Exercise -> If a line in the records contains the string "SubscriptionCanceled", show that line.
::::::::::
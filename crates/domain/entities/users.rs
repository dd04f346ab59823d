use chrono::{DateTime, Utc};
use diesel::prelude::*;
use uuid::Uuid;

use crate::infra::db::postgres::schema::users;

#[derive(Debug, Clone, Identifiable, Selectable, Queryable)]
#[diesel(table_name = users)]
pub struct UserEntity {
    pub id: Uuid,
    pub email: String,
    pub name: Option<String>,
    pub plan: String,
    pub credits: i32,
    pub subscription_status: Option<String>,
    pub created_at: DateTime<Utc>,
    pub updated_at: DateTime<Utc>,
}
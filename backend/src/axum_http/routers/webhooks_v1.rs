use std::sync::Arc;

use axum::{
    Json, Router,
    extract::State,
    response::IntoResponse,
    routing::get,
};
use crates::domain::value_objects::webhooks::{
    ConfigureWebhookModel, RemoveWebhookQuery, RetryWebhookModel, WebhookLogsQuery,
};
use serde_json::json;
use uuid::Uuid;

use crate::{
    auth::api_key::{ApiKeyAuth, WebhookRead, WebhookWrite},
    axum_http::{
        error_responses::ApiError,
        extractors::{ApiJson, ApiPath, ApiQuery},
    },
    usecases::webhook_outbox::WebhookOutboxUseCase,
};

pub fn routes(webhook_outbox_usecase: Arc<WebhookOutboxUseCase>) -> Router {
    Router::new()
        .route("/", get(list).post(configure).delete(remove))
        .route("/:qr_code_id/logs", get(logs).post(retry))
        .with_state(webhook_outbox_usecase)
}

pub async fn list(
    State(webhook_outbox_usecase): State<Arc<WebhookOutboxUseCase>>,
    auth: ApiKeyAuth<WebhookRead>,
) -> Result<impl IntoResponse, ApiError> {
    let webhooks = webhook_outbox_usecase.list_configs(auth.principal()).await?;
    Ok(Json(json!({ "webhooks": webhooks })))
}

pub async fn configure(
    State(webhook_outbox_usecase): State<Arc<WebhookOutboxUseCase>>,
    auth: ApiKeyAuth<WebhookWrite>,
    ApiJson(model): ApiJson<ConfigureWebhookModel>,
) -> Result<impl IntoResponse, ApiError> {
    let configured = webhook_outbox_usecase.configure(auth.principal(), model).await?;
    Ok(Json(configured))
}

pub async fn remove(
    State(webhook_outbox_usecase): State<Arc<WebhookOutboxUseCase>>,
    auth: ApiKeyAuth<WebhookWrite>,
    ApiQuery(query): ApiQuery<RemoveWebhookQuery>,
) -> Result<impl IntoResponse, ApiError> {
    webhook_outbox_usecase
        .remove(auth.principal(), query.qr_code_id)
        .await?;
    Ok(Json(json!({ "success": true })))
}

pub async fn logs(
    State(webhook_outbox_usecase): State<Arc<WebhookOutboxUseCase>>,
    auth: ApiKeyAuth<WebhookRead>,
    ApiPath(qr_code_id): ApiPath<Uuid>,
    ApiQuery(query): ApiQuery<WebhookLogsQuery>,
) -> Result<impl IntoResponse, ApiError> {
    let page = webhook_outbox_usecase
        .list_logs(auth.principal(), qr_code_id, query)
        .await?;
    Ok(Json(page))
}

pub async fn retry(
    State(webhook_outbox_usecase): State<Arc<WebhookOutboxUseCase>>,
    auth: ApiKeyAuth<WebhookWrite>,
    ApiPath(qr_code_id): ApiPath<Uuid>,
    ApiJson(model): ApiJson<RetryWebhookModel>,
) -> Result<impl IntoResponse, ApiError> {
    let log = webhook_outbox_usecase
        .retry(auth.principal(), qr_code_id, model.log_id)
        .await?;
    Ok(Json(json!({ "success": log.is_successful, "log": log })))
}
::::::::::
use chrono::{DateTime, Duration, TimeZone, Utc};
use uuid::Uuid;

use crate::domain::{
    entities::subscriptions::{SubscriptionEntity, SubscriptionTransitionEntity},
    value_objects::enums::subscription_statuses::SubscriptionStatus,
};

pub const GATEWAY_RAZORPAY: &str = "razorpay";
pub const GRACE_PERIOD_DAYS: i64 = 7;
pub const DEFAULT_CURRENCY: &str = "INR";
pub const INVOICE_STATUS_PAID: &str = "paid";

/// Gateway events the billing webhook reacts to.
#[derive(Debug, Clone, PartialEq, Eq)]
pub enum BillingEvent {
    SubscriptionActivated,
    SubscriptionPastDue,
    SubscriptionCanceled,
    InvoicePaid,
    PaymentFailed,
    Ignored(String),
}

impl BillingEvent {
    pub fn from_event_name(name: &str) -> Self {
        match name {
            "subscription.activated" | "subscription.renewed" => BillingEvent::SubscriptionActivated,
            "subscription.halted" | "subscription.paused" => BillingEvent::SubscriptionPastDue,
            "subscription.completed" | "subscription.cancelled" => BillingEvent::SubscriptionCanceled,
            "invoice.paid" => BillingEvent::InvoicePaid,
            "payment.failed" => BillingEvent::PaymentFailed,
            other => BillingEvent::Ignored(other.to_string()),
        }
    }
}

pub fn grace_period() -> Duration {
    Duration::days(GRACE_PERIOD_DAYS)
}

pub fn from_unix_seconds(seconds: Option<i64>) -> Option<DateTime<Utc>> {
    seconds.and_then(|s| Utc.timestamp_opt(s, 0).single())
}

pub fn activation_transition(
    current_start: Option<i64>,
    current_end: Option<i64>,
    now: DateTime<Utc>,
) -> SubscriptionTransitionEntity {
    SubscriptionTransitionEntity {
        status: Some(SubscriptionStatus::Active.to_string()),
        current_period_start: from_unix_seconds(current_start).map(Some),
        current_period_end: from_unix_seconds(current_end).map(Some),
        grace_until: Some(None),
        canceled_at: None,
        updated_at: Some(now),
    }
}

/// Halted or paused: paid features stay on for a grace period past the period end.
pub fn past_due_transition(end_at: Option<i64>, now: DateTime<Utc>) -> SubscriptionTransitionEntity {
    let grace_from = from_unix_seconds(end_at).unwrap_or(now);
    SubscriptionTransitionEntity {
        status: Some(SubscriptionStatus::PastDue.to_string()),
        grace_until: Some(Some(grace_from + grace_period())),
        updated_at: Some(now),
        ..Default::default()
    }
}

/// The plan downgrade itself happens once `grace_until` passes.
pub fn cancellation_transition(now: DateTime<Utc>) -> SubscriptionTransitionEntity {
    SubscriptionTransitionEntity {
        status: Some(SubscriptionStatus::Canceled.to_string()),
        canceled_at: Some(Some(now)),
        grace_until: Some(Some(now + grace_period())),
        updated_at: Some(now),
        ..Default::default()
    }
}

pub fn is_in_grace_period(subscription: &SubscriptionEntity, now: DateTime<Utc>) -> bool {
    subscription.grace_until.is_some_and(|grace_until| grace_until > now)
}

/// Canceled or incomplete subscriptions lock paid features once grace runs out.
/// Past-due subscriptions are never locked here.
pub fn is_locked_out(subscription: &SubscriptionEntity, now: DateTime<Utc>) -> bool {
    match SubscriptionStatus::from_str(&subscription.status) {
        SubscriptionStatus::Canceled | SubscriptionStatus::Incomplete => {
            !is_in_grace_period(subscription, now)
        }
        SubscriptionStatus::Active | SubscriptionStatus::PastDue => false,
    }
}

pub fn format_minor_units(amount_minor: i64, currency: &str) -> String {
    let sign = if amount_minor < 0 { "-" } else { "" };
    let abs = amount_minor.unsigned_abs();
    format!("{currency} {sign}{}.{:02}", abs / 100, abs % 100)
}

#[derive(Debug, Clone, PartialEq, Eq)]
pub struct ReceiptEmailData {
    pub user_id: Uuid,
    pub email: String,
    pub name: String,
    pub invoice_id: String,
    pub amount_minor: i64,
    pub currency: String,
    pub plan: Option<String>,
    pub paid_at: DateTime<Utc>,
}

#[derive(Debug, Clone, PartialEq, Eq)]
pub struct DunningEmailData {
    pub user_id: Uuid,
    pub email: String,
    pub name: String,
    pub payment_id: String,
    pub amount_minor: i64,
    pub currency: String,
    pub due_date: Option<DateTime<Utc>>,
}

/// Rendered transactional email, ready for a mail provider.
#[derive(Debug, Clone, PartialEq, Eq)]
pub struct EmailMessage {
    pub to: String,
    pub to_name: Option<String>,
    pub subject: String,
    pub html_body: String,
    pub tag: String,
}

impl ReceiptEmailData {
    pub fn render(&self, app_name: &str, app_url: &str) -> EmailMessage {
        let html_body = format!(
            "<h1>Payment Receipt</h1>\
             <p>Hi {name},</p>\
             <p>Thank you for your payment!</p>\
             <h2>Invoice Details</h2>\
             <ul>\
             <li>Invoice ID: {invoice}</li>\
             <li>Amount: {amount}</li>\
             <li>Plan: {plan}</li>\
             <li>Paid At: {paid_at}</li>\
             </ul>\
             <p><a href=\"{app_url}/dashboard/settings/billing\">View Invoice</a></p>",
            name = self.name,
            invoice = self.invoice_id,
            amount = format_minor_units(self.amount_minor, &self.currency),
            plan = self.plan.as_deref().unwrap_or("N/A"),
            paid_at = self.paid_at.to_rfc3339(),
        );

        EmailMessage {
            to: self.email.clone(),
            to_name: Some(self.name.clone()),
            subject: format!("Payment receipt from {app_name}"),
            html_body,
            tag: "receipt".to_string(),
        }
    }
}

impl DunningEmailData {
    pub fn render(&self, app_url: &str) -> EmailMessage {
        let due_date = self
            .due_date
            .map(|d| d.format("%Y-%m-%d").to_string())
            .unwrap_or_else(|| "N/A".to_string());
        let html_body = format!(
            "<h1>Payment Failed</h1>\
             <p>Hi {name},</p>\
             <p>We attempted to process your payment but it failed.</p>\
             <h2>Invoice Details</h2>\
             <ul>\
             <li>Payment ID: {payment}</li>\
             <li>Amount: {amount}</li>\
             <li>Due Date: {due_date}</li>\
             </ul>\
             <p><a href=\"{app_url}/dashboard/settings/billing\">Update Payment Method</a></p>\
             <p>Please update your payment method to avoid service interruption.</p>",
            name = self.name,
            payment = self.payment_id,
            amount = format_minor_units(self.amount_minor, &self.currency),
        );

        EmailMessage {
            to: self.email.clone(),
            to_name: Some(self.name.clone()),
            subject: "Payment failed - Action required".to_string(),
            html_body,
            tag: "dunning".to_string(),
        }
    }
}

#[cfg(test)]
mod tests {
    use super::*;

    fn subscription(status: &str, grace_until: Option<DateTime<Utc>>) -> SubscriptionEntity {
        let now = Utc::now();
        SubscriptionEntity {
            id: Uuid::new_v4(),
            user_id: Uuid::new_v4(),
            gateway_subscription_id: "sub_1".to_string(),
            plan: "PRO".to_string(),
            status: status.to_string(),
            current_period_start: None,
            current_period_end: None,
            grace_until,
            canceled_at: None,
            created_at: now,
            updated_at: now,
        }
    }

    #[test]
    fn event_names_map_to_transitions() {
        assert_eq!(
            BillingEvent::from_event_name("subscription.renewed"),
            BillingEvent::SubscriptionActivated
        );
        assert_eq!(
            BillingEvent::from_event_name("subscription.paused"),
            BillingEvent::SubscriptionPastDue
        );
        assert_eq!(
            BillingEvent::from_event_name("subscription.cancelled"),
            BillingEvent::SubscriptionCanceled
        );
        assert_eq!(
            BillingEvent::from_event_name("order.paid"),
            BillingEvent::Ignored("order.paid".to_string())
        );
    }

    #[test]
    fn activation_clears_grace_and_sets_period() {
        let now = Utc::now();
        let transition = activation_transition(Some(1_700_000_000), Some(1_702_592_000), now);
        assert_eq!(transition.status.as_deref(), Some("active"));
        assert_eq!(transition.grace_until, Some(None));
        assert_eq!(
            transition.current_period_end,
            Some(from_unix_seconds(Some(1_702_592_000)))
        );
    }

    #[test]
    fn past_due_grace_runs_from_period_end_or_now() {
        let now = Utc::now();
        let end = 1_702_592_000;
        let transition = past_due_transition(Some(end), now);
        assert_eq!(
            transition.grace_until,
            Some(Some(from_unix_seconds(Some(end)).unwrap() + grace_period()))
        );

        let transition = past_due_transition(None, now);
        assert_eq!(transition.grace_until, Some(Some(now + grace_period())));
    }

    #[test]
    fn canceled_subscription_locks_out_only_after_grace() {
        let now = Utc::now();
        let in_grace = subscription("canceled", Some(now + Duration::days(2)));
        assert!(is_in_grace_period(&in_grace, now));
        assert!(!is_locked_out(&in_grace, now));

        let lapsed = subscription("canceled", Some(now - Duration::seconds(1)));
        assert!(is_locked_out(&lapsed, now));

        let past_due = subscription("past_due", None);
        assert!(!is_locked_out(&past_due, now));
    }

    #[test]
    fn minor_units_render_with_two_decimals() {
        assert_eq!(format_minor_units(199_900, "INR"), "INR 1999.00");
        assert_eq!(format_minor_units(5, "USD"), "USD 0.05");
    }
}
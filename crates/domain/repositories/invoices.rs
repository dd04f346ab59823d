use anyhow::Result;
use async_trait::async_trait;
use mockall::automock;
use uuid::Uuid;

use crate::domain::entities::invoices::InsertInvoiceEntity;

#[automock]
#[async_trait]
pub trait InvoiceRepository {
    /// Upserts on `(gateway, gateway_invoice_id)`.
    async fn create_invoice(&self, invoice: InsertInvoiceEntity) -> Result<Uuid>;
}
::::::::::
Your solution ->
    SubscriptionCanceled,
            "subscription.completed" | "subscription.cancelled" => BillingEvent::SubscriptionCanceled,
            BillingEvent::SubscriptionCanceled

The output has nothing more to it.